Re: Ending of the Dark Tower Series
I think that the fact that this message board thread spans 5 years speaks volumes to the DarkTower series.
I did not read this 34 year long story as it was released. I began the first book in April and finished the seventh last night.
I liked it... but I find myself sitting here needing to type this out for my own sanity. It's hard to take all that in and digest it without a little clarification. I'm left with so many questions still.
Clearly it's a story of redemption, second chances, fate, Ka. Roland loses his first love in Mejis, then his original gunslinger ka-tet at the battle of Gilead.
I think the story ending at that point of the desert (yes yes, with the horn of course) makes sense because that's when his opportunity for redemption began. First with the love of a child, then as he draws forth his replacement ka-tet from the doors.
That right there is Ka saying, here you go, buddy... take it or leave it. Your quest is complete, let's just... call it a day.
At the end of 7 when the boundaries of Ka are reached, I think that speaks true to the story as well. To life in general. In many religions, the gods give us humes a choice. That's what makes us different from them. We understand good versus evil, but still have to choose one or the other.

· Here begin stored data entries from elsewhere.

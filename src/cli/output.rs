//! Text formatting for command results.

use serde_json::{Map, Value};

use crate::tracker::store::entities::{ActivitySnapshot, CategorySummary, parse_timestamp};

const DISPLAY_TIME_FORMAT: &str = "%Y-%m-%d %H:%M";

/// Renders a duration in seconds the way every command reports it.
pub fn format_duration(seconds: i64) -> String {
    let seconds = seconds.max(0);
    let hours = seconds / 3600;
    let minutes = (seconds % 3600) / 60;
    let remainder = seconds % 60;
    if hours > 0 {
        format!("{hours}h {minutes}m")
    } else if minutes > 0 {
        format!("{minutes}m {remainder}s")
    } else {
        format!("{remainder}s")
    }
}

pub fn format_category_summary(summary: &CategorySummary) -> String {
    format!(
        "{}: {} activities, {} total ({} uses)",
        summary.name,
        summary.activity_count,
        format_duration(summary.total_duration),
        summary.usage_count
    )
}

pub fn format_activity(activity: &ActivitySnapshot) -> String {
    let duration = match activity.duration {
        Some(seconds) => format_duration(seconds),
        None => "In progress".to_string(),
    };
    format!(
        "{}: {} ({duration})",
        activity.start_time.format(DISPLAY_TIME_FORMAT),
        activity.name
    )
}

/// Renders one row from a `tell` query. Aggregate rows (anything carrying a
/// `total_duration` column) print as `category: duration`; rows that look
/// like individual activities print as `timestamp: name (duration)`. Rows
/// matching neither shape fall back to plain column listing.
pub fn format_query_row(row: &Map<String, Value>) -> String {
    if let Some(total) = row.get("total_duration") {
        let category = row
            .get("category")
            .and_then(Value::as_str)
            .unwrap_or("Uncategorized");
        let seconds = total
            .as_i64()
            .or_else(|| total.as_f64().map(|v| v as i64))
            .unwrap_or(0);
        return format!("{category}: {}", format_duration(seconds));
    }

    let start_time = row
        .get("start_time")
        .and_then(Value::as_str)
        .and_then(parse_timestamp);
    if let Some(start_time) = start_time {
        let name = row
            .get("name")
            .and_then(Value::as_str)
            .unwrap_or("Unknown activity");
        let duration = match row.get("duration").and_then(Value::as_i64) {
            Some(seconds) => format_duration(seconds),
            None => "In progress".to_string(),
        };
        return format!(
            "{}: {name} ({duration})",
            start_time.format(DISPLAY_TIME_FORMAT)
        );
    }

    row.iter()
        .map(|(column, value)| format!("{column}: {value}"))
        .collect::<Vec<_>>()
        .join(", ")
}
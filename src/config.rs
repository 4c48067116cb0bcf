use std::{env, io, path::PathBuf};

use anyhow::Result;
use serde::{Deserialize, Serialize};
use tracing::warn;

pub const DB_FILE: &str = "activities.db";
pub const TOKEN_FILE: &str = "current_activity.txt";
pub const ORACLE_CONFIG_FILE: &str = "oracle.json";

/// Everything the components need to know about where state lives and how to
/// reach the oracle. Built once at startup and passed down, so tests can
/// point components at temporary locations.
#[derive(Debug, Clone)]
pub struct AppContext {
    pub data_dir: PathBuf,
    pub oracle: OracleConfig,
}

impl AppContext {
    pub fn new(dir: Option<PathBuf>) -> Result<Self> {
        let data_dir = match dir {
            Some(dir) => {
                std::fs::create_dir_all(&dir)?;
                dir
            }
            None => create_application_default_path()?,
        };
        let oracle = OracleConfig::load(&data_dir.join(ORACLE_CONFIG_FILE));
        Ok(Self { data_dir, oracle })
    }

    pub fn db_path(&self) -> PathBuf {
        self.data_dir.join(DB_FILE)
    }

    pub fn token_path(&self) -> PathBuf {
        self.data_dir.join(TOKEN_FILE)
    }
}

/// Connection settings for the local text-generation service.
#[derive(Debug, Clone, Serialize, Deserialize)]
#[serde(default)]
pub struct OracleConfig {
    pub endpoint: String,
    pub model: String,
}

impl Default for OracleConfig {
    fn default() -> Self {
        Self {
            endpoint: "http://localhost:11434".into(),
            model: "llama3.1".into(),
        }
    }
}

impl OracleConfig {
    /// Missing or malformed config falls back to defaults. A broken config
    /// file should never make the tool unusable.
    fn load(path: &std::path::Path) -> Self {
        match std::fs::read_to_string(path) {
            Ok(contents) => match serde_json::from_str(&contents) {
                Ok(config) => config,
                Err(e) => {
                    warn!("Ignoring malformed oracle config at {path:?}: {e}");
                    Self::default()
                }
            },
            Err(_) => Self::default(),
        }
    }
}

pub fn create_application_default_path() -> Result<PathBuf> {
    let path = {
        #[cfg(windows)]
        {
            let mut path =
                PathBuf::from(env::var("APPDATA").expect("APPDATA should be present on Windows"));
            path.push("whatidid");
            path
        }
        #[cfg(not(windows))]
        {
            let mut path = env::var("XDG_STATE_HOME")
                .map(PathBuf::from)
                .or_else(|_| {
                    env::var("HOME").map(|home| {
                        let mut path = PathBuf::from(home);
                        path.push(".local/state");
                        path
                    })
                })
                .expect("Couldn't find neither XDG_STATE_HOME nor HOME");
            path.push("whatidid");
            path
        }
    };

    match std::fs::create_dir_all(&path) {
        Ok(_) => Ok(path),
        Err(v) if v.kind() == io::ErrorKind::AlreadyExists => Ok(path),
        Err(v) => Err(v.into()),
    }
}

#[cfg(test)]
mod tests {
    use super::*;
    use tempfile::tempdir;

    #[test]
    fn context_uses_explicit_dir() -> Result<()> {
        let dir = tempdir()?;
        let context = AppContext::new(Some(dir.path().join("state")))?;
        assert!(context.data_dir.exists());
        assert_eq!(context.db_path().file_name().unwrap(), DB_FILE);
        assert_eq!(context.token_path().file_name().unwrap(), TOKEN_FILE);
        Ok(())
    }

    #[test]
    fn oracle_config_defaults_when_missing() {
        let config = OracleConfig::load(std::path::Path::new("/nonexistent/oracle.json"));
        assert_eq!(config.endpoint, "http://localhost:11434");
        assert_eq!(config.model, "llama3.1");
    }

    #[test]
    fn oracle_config_defaults_when_malformed() -> Result<()> {
        let dir = tempdir()?;
        let path = dir.path().join(ORACLE_CONFIG_FILE);
        std::fs::write(&path, "{ not json")?;
        let config = OracleConfig::load(&path);
        assert_eq!(config.model, "llama3.1");
        Ok(())
    }

    #[test]
    fn oracle_config_reads_overrides() -> Result<()> {
        let dir = tempdir()?;
        let path = dir.path().join(ORACLE_CONFIG_FILE);
        std::fs::write(&path, r#"{"model": "mistral"}"#)?;
        let config = OracleConfig::load(&path);
        assert_eq!(config.model, "mistral");
        assert_eq!(config.endpoint, "http://localhost:11434");
        Ok(())
    }
}
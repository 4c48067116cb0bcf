use tracing::error;
use whatidid::cli::run_cli;

#[tokio::main]
async fn main() {
    if let Err(e) = run_cli().await {
        error!("Error running cli {e:?}");
        eprintln!("Error: {e}");
        std::process::exit(1);
    }
}
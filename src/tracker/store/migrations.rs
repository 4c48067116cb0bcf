use rusqlite::Connection;

const SCHEMA: &str = "
CREATE TABLE IF NOT EXISTS activities (
    id INTEGER PRIMARY KEY AUTOINCREMENT,
    name TEXT NOT NULL,
    start_time TIMESTAMP NOT NULL,
    end_time TIMESTAMP,
    duration INTEGER,
    category TEXT
);

CREATE TABLE IF NOT EXISTS categories (
    id INTEGER PRIMARY KEY AUTOINCREMENT,
    name TEXT UNIQUE NOT NULL,
    count INTEGER DEFAULT 1
);
";

pub fn run(conn: &Connection) -> rusqlite::Result<()> {
    conn.execute_batch(SCHEMA)
}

Roland also had a choice. Are you telling me his ancient gunslingers eye couldn't have stopped that bullet from entering Eddies skull after the battle at Algul Siento?
Nay. He'd already made his choice at that point. The tower or nothing. And the ending spoke true. He would be forced to repeat it until he got it right.

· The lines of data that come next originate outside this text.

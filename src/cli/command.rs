//! Maps command words onto the tracker. Owns no state of its own; the
//! start/stop behavior is an explicit state machine over "is something
//! running" x "was an activity named".

use std::io::Write;

use anyhow::Result;

use crate::{
    error::TrackError,
    tracker::{ActivityTracker, session::ActiveSession},
};

use super::output::{format_activity, format_category_summary, format_duration, format_query_row};

pub const HELP_TEXT: &str = "Usage: whatidid [command] [args]

Commands:
  <activity>           Start tracking an activity
  (no arguments)       Stop current activity or prompt to start one
  tell <query>         Query your activity history in natural language
  category <command>   Manage activity categories
  help                 Show this help message

Examples:
  whatidid working on python project
  whatidid tell me how long I coded today
  whatidid tell me what I did yesterday
  whatidid category list

For more details on a command, use: whatidid <command> help
";

pub const CATEGORY_HELP_TEXT: &str = "Usage: whatidid category <command> [args]

Commands:
  list                List all categories with usage counts
  rename <old> <new>  Rename a category
  merge <from> <into> Merge one category into another
  show <name>         List activities in a category
  help                Show this help message

Examples:
  whatidid category list
  whatidid category rename \"Coding\" \"Programming\"
  whatidid category merge \"Dev\" \"Programming\"
  whatidid category show \"Programming\"
";

/// What the command words ask for, before any state is consulted.
#[derive(Debug, PartialEq)]
pub enum Invocation {
    Help,
    /// No words at all: stop-or-prompt.
    Bare,
    Tell(String),
    /// `tell` without a question.
    TellUsage,
    Category(CategoryCommand),
    /// Free text naming an activity to start.
    Start(String),
}

#[derive(Debug, PartialEq)]
pub enum CategoryCommand {
    Help,
    List,
    Rename { old: String, new: String },
    Merge { from: String, into: String },
    Show { name: String },
}

pub fn classify(words: &[String]) -> Invocation {
    if words.is_empty() {
        return Invocation::Bare;
    }
    if words.len() == 1 && words[0].eq_ignore_ascii_case("help") {
        return Invocation::Help;
    }
    if words[0].eq_ignore_ascii_case("tell") {
        if words.len() < 2 {
            return Invocation::TellUsage;
        }
        return Invocation::Tell(words[1..].join(" "));
    }
    if words[0].eq_ignore_ascii_case("category") {
        return Invocation::Category(classify_category(&words[1..]));
    }
    Invocation::Start(words.join(" "))
}

fn classify_category(words: &[String]) -> CategoryCommand {
    let command = words.first().map(|word| word.to_lowercase());
    match (command.as_deref(), words.len()) {
        (Some("list"), 1) => CategoryCommand::List,
        (Some("rename"), 3) => CategoryCommand::Rename {
            old: words[1].clone(),
            new: words[2].clone(),
        },
        (Some("merge"), 3) => CategoryCommand::Merge {
            from: words[1].clone(),
            into: words[2].clone(),
        },
        (Some("show"), 2) => CategoryCommand::Show {
            name: words[1].clone(),
        },
        // `category`, `category help`, and every wrong arity print usage.
        _ => CategoryCommand::Help,
    }
}

/// The start/stop state machine: presence of a running session crossed with
/// whether the user named an activity.
#[derive(Debug, PartialEq)]
pub enum Action {
    /// No session, no name: ask what to start.
    PromptForName,
    /// Session running, no name: stop it.
    StopCurrent,
    /// No session, name given: start directly.
    Start(String),
    /// Session running, name given: ask before switching.
    ConfirmSwitch { current: String, next: String },
}

pub fn plan(named: Option<String>, current: Option<&ActiveSession>) -> Action {
    match (named, current) {
        (None, None) => Action::PromptForName,
        (None, Some(_)) => Action::StopCurrent,
        (Some(name), None) => Action::Start(name),
        (Some(name), Some(session)) => Action::ConfirmSwitch {
            current: session.name.clone(),
            next: name,
        },
    }
}

pub async fn process(tracker: &mut ActivityTracker, words: &[String]) -> Result<()> {
    match classify(words) {
        Invocation::Help => print!("{HELP_TEXT}"),
        Invocation::Bare => run_tracking(tracker, None).await?,
        Invocation::Start(name) => run_tracking(tracker, Some(name)).await?,
        Invocation::Tell(question) => run_tell(tracker, &question).await?,
        Invocation::TellUsage => {
            println!("Please specify what you want to know. For example:");
            println!("  whatidid tell me how long I coded today");
            println!("  whatidid tell me my activities from yesterday");
        }
        Invocation::Category(command) => run_category(tracker, command)?,
    }
    Ok(())
}

async fn run_tracking(tracker: &mut ActivityTracker, named: Option<String>) -> Result<()> {
    let current = tracker.current();
    match plan(named, current.as_ref()) {
        Action::PromptForName => {
            let activity = prompt_line("What activity would you like to start?: ")?;
            if !activity.is_empty() {
                tracker.start(&activity)?;
                println!("Started tracking: {activity}");
            }
        }
        Action::StopCurrent => {
            if let Some(stopped) = tracker.stop().await? {
                println!("Stopped tracking: {}", stopped.name);
                println!("Duration: {}", format_duration(stopped.duration_secs));
                println!("Category: {}", stopped.category);
            }
        }
        Action::Start(name) => {
            tracker.start(&name)?;
            println!("Started tracking: {name}");
        }
        Action::ConfirmSwitch { current, next } => {
            let reply = prompt_line(&format!(
                "Activity '{current}' in progress. Stop and start '{next}'? [Y/n]: "
            ))?;
            if is_affirmative(&reply) {
                // The old activity's report is discarded; only the switch
                // gets announced.
                tracker.stop().await?;
                tracker.start(&next)?;
                println!("Started tracking: {next}");
            }
        }
    }
    Ok(())
}

async fn run_tell(tracker: &mut ActivityTracker, question: &str) -> Result<()> {
    let rows = tracker.tell(question).await?;
    if rows.is_empty() {
        println!("No activities found for your query.");
        return Ok(());
    }
    for row in &rows {
        println!("{}", format_query_row(row));
    }
    Ok(())
}

fn run_category(tracker: &mut ActivityTracker, command: CategoryCommand) -> Result<()> {
    match command {
        CategoryCommand::Help => print!("{CATEGORY_HELP_TEXT}"),
        CategoryCommand::List => {
            let summaries = tracker.list_categories()?;
            if summaries.is_empty() {
                println!("No categories found");
                return Ok(());
            }
            for summary in &summaries {
                println!("{}", format_category_summary(summary));
            }
        }
        CategoryCommand::Rename { old, new } => {
            if tracker.rename_category(&old, &new)? {
                println!("Renamed category '{old}' to '{new}'");
            } else {
                println!("Failed to rename category");
            }
        }
        CategoryCommand::Merge { from, into } => match tracker.merge_category(&from, &into) {
            Ok(true) => println!("Merged category '{from}' into '{into}'"),
            Ok(false) => println!("Failed to merge categories"),
            Err(TrackError::NotFound(name)) => {
                println!("Failed to merge categories: category '{name}' was not found");
            }
            Err(e) => return Err(e.into()),
        },
        CategoryCommand::Show { name } => {
            let activities = tracker.activities_in_category(&name)?;
            if activities.is_empty() {
                println!("No activities found in category '{name}'");
                return Ok(());
            }
            for activity in &activities {
                println!("{}", format_activity(activity));
            }
        }
    }
    Ok(())
}

fn prompt_line(message: &str) -> Result<String> {
    print!("{message}");
    std::io::stdout().flush()?;
    let mut line = String::new();
    std::io::stdin().read_line(&mut line)?;
    Ok(line.trim().to_string())
}

fn is_affirmative(reply: &str) -> bool {
    matches!(reply.to_lowercase().as_str(), "" | "y" | "yes")
}

#[cfg(test)]
mod tests {
    use super::*;

    fn words(parts: &[&str]) -> Vec<String> {
        parts.iter().map(|part| part.to_string()).collect()
    }

    #[test]
    fn classifies_help_and_bare() {
        assert_eq!(classify(&[]), Invocation::Bare);
        assert_eq!(classify(&words(&["help"])), Invocation::Help);
        assert_eq!(classify(&words(&["HELP"])), Invocation::Help);
        // `help something` is an activity named "help something".
        assert_eq!(
            classify(&words(&["help", "me"])),
            Invocation::Start("help me".into())
        );
    }

    #[test]
    fn classifies_tell() {
        assert_eq!(classify(&words(&["tell"])), Invocation::TellUsage);
        assert_eq!(
            classify(&words(&["tell", "me", "what", "I", "did"])),
            Invocation::Tell("me what I did".into())
        );
    }

    #[test]
    fn classifies_free_text_as_start() {
        assert_eq!(
            classify(&words(&["working", "on", "python", "project"])),
            Invocation::Start("working on python project".into())
        );
    }

    #[test]
    fn classifies_category_commands_with_exact_arity() {
        assert_eq!(
            classify(&words(&["category", "list"])),
            Invocation::Category(CategoryCommand::List)
        );
        assert_eq!(
            classify(&words(&["category", "rename", "Coding", "Programming"])),
            Invocation::Category(CategoryCommand::Rename {
                old: "Coding".into(),
                new: "Programming".into(),
            })
        );
        assert_eq!(
            classify(&words(&["category", "merge", "Dev", "Programming"])),
            Invocation::Category(CategoryCommand::Merge {
                from: "Dev".into(),
                into: "Programming".into(),
            })
        );
        assert_eq!(
            classify(&words(&["category", "show", "Programming"])),
            Invocation::Category(CategoryCommand::Show {
                name: "Programming".into(),
            })
        );
    }

    #[test]
    fn category_wrong_arity_prints_usage() {
        for command in [
            words(&["category"]),
            words(&["category", "help"]),
            words(&["category", "rename", "OnlyOld"]),
            words(&["category", "merge", "A", "B", "C"]),
            words(&["category", "show"]),
            words(&["category", "unknown"]),
        ] {
            assert_eq!(
                classify(&command),
                Invocation::Category(CategoryCommand::Help),
                "for {command:?}"
            );
        }
    }

    #[test]
    fn plan_covers_all_four_transitions() {
        let session = ActiveSession {
            activity_id: 1,
            name: "writing docs".into(),
            started_at: 1736900000,
        };

        assert_eq!(plan(None, None), Action::PromptForName);
        assert_eq!(plan(None, Some(&session)), Action::StopCurrent);
        assert_eq!(
            plan(Some("reading".into()), None),
            Action::Start("reading".into())
        );
        assert_eq!(
            plan(Some("reading".into()), Some(&session)),
            Action::ConfirmSwitch {
                current: "writing docs".into(),
                next: "reading".into(),
            }
        );
    }

    #[test]
    fn affirmative_replies() {
        assert!(is_affirmative(""));
        assert!(is_affirmative("y"));
        assert!(is_affirmative("Y"));
        assert!(is_affirmative("yes"));
        assert!(is_affirmative("YES"));
        assert!(!is_affirmative("n"));
        assert!(!is_affirmative("no"));
        assert!(!is_affirmative("maybe"));
    }
}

That's a pretty way to look at it I think, but if Roland's life is the tower, if he is the keystone of the universe... what are the beams really? Plotlines? Interloping plotlines? All things serve the beam? All stories lead to Roland? Is that why the beams guardians are from books?

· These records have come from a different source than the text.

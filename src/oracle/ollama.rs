use async_trait::async_trait;
use serde::{Deserialize, Serialize};
use tracing::{debug, warn};

use crate::{
    config::OracleConfig,
    error::{Result, TrackError},
};

use super::Oracle;

const MAX_ATTEMPTS: u32 = 3;

/// Oracle backed by a local ollama instance.
pub struct OllamaOracle {
    client: reqwest::Client,
    config: OracleConfig,
}

#[derive(Serialize)]
struct GenerateRequest<'a> {
    model: &'a str,
    prompt: &'a str,
    stream: bool,
}

#[derive(Deserialize)]
struct GenerateResponse {
    response: String,
}

impl OllamaOracle {
    pub fn new(config: OracleConfig) -> Self {
        Self {
            client: reqwest::Client::new(),
            config,
        }
    }

    async fn generate(&self, prompt: &str) -> std::result::Result<String, reqwest::Error> {
        let response = self
            .client
            .post(format!("{}/api/generate", self.config.endpoint))
            .json(&GenerateRequest {
                model: &self.config.model,
                prompt,
                stream: false,
            })
            .send()
            .await?
            .error_for_status()?
            .json::<GenerateResponse>()
            .await?;
        Ok(response.response)
    }
}

#[async_trait]
impl Oracle for OllamaOracle {
    async fn query(&self, prompt: &str) -> Result<String> {
        let mut last_error = String::new();
        for attempt in 1..=MAX_ATTEMPTS {
            match self.generate(prompt).await {
                Ok(response) => {
                    debug!("Oracle responded on attempt {attempt}");
                    return Ok(response);
                }
                Err(e) => {
                    warn!("Oracle attempt {attempt} failed: {e}");
                    last_error = e.to_string();
                }
            }
        }
        Err(TrackError::Oracle {
            attempts: MAX_ATTEMPTS,
            message: last_error,
        })
    }
}
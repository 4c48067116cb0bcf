//! SQLite persistence for activities and category usage. Every
//! multi-statement mutation runs inside a transaction so a mid-operation
//! failure leaves prior state untouched.

pub mod entities;
pub mod migrations;

use std::path::Path;

use chrono::NaiveDateTime;
use rusqlite::{Connection, OptionalExtension, types::ValueRef};
use serde_json::{Map, Value};
use tracing::warn;

use crate::error::{Result, TrackError};

use entities::{ActivitySnapshot, CategorySummary, format_timestamp, parse_timestamp};

pub struct ActivityStore {
    conn: Connection,
}

impl ActivityStore {
    pub fn open(path: &Path) -> Result<Self> {
        let conn = Connection::open(path)?;
        migrations::run(&conn)?;
        Ok(Self { conn })
    }

    /// Inserts a new open row and returns its id. The caller is responsible
    /// for checking that no other activity is running first.
    pub fn begin_activity(&mut self, name: &str, start: NaiveDateTime) -> Result<i64> {
        self.conn.execute(
            "INSERT INTO activities (name, start_time) VALUES (?1, ?2)",
            (name, format_timestamp(start)),
        )?;
        Ok(self.conn.last_insert_rowid())
    }

    /// Closes the row created by [Self::begin_activity] and counts one use
    /// of its category, atomically. Must be called at most once per id.
    pub fn complete_activity(
        &mut self,
        id: i64,
        end: NaiveDateTime,
        duration_secs: i64,
        category: &str,
    ) -> Result<()> {
        let tx = self.conn.transaction()?;
        tx.execute(
            "UPDATE activities SET end_time = ?1, duration = ?2, category = ?3 WHERE id = ?4",
            (format_timestamp(end), duration_secs, category, id),
        )?;
        tx.execute(
            "INSERT INTO categories (name, count) VALUES (?1, 1)
             ON CONFLICT(name) DO UPDATE SET count = count + 1",
            [category],
        )?;
        tx.commit()?;
        Ok(())
    }

    /// Whether the given id still refers to a row without an end time. Used
    /// to detect session tokens that outlived their row.
    pub fn has_open_activity(&self, id: i64) -> Result<bool> {
        let found: Option<i64> = self
            .conn
            .query_row(
                "SELECT id FROM activities WHERE id = ?1 AND end_time IS NULL",
                [id],
                |row| row.get(0),
            )
            .optional()?;
        Ok(found.is_some())
    }

    /// Existing vocabulary, most used first, for biasing the oracle toward
    /// reuse over proliferation.
    pub fn category_names_by_usage(&self) -> Result<Vec<String>> {
        let mut stmt = self
            .conn
            .prepare("SELECT name FROM categories ORDER BY count DESC")?;
        let names = stmt
            .query_map([], |row| row.get(0))?
            .collect::<rusqlite::Result<Vec<String>>>()?;
        Ok(names)
    }

    pub fn list_categories(&self) -> Result<Vec<CategorySummary>> {
        let mut stmt = self.conn.prepare(
            "SELECT c.name,
                    c.count AS usage_count,
                    COUNT(a.id) AS activity_count,
                    COALESCE(SUM(a.duration), 0) AS total_duration
             FROM categories c
             LEFT JOIN activities a ON a.category = c.name
             GROUP BY c.name
             ORDER BY c.count DESC",
        )?;
        let summaries = stmt
            .query_map([], |row| {
                Ok(CategorySummary {
                    name: row.get(0)?,
                    usage_count: row.get(1)?,
                    activity_count: row.get(2)?,
                    total_duration: row.get(3)?,
                })
            })?
            .collect::<rusqlite::Result<Vec<_>>>()?;
        Ok(summaries)
    }

    /// Renames a category across both tables atomically. Returns false and
    /// leaves state unchanged when the transaction fails, e.g. when the
    /// destination name collides with an existing categories row.
    ///
    /// Note that when `old` has no categories row, activity rows labeled
    /// `old` are still relabeled to `new` and the call reports success.
    pub fn rename_category(&mut self, old: &str, new: &str) -> Result<bool> {
        let tx = self.conn.transaction()?;
        let result = (|| -> rusqlite::Result<()> {
            tx.execute(
                "UPDATE activities SET category = ?1 WHERE category = ?2",
                (new, old),
            )?;
            tx.execute(
                "UPDATE categories SET name = ?1 WHERE name = ?2",
                (new, old),
            )?;
            Ok(())
        })();
        match result {
            Ok(()) => {
                tx.commit()?;
                Ok(true)
            }
            Err(e) => {
                warn!("Error renaming category: {e}");
                tx.rollback()?;
                Ok(false)
            }
        }
    }

    /// Reassigns every activity under `from` to `into`, folds the usage
    /// count into `into`, and deletes `from`. The whole operation is one
    /// transaction.
    pub fn merge_category(&mut self, from: &str, into: &str) -> Result<bool> {
        let tx = self.conn.transaction()?;
        let from_count: Option<i64> = tx
            .query_row("SELECT count FROM categories WHERE name = ?1", [from], |row| {
                row.get(0)
            })
            .optional()?;
        let Some(from_count) = from_count else {
            return Err(TrackError::NotFound(from.to_string()));
        };
        let result = (|| -> rusqlite::Result<()> {
            tx.execute(
                "UPDATE activities SET category = ?1 WHERE category = ?2",
                (into, from),
            )?;
            tx.execute(
                "UPDATE categories SET count = count + ?1 WHERE name = ?2",
                (from_count, into),
            )?;
            tx.execute("DELETE FROM categories WHERE name = ?1", [from])?;
            Ok(())
        })();
        match result {
            Ok(()) => {
                tx.commit()?;
                Ok(true)
            }
            Err(e) => {
                warn!("Error merging categories: {e}");
                tx.rollback()?;
                Ok(false)
            }
        }
    }

    pub fn activities_in_category(&self, name: &str) -> Result<Vec<ActivitySnapshot>> {
        let mut stmt = self.conn.prepare(
            "SELECT name, start_time, duration, end_time
             FROM activities
             WHERE category = ?1
             ORDER BY start_time DESC",
        )?;
        let snapshots = stmt
            .query_map([name], |row| {
                let start: String = row.get(1)?;
                let end: Option<String> = row.get(3)?;
                Ok(ActivitySnapshot {
                    name: row.get(0)?,
                    start_time: parse_timestamp(&start).unwrap_or(NaiveDateTime::MIN),
                    end_time: end.as_deref().and_then(parse_timestamp),
                    duration: row.get(2)?,
                })
            })?
            .collect::<rusqlite::Result<Vec<_>>>()?;
        Ok(snapshots)
    }

    /// Runs arbitrary SQL inside a transaction that is always rolled back,
    /// so oracle-generated text can never mutate stored data no matter what
    /// it says. Rows come back as column-name-to-value maps.
    pub fn execute_readonly(&mut self, sql: &str) -> Result<Vec<Map<String, Value>>> {
        let tx = self.conn.transaction()?;
        let rows = {
            let mut stmt = tx.prepare(sql)?;
            let columns: Vec<String> = stmt
                .column_names()
                .into_iter()
                .map(|name| name.to_string())
                .collect();
            let mut rows = stmt.query([])?;
            let mut collected = Vec::new();
            while let Some(row) = rows.next()? {
                let mut record = Map::new();
                for (index, column) in columns.iter().enumerate() {
                    record.insert(column.clone(), json_value(row.get_ref(index)?));
                }
                collected.push(record);
            }
            collected
        };
        tx.rollback()?;
        Ok(rows)
    }
}

fn json_value(value: ValueRef<'_>) -> Value {
    match value {
        ValueRef::Null => Value::Null,
        ValueRef::Integer(v) => Value::from(v),
        ValueRef::Real(v) => serde_json::Number::from_f64(v)
            .map(Value::Number)
            .unwrap_or(Value::Null),
        ValueRef::Text(v) => Value::from(String::from_utf8_lossy(v).into_owned()),
        ValueRef::Blob(_) => Value::Null,
    }
}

Why does the word Nineteen, the answer revealed in book 1, drive the folken of that little town whose name I've already forgotten mad? Is it revealed to them that they are but supporting characters in a greater story? Like Callahan? Is that what drives them to want to murder Roland? That they're doomed to repeat for the 1,000th time because the man before them won't give up his curiosity?
What is the true goal of the breakers and the Can-toi? Not the fall of the Tower but the fall of Roland himself? Is Roland's quest really that noble or is he the force that's trapped all others in his never ending cycle?
Or is the fall of the tower really just Stephen King's fear of retirement... of death. The death of his Universe.
I like to think that this round, Roland will figure it out. He won't let Jake fall... and because of this Jake will protect him from the lobstrosities as they draw Eddie and Susannah into mid-world. Because he didn't let Jake fall, Susannah won't be impregnated with Mordred during his re-drawing. The Ka'tet will still stop the breakers.. but Jake, with just that much more experience will save Eddie Deans life.
They'll join Brautigan and his pals in search of a new world and live happily ever after. Flagg, still in search of his own tower will not come upon Mordred but will instead reach the tower and the Crimson King... and there... well, I'm not Stephen King.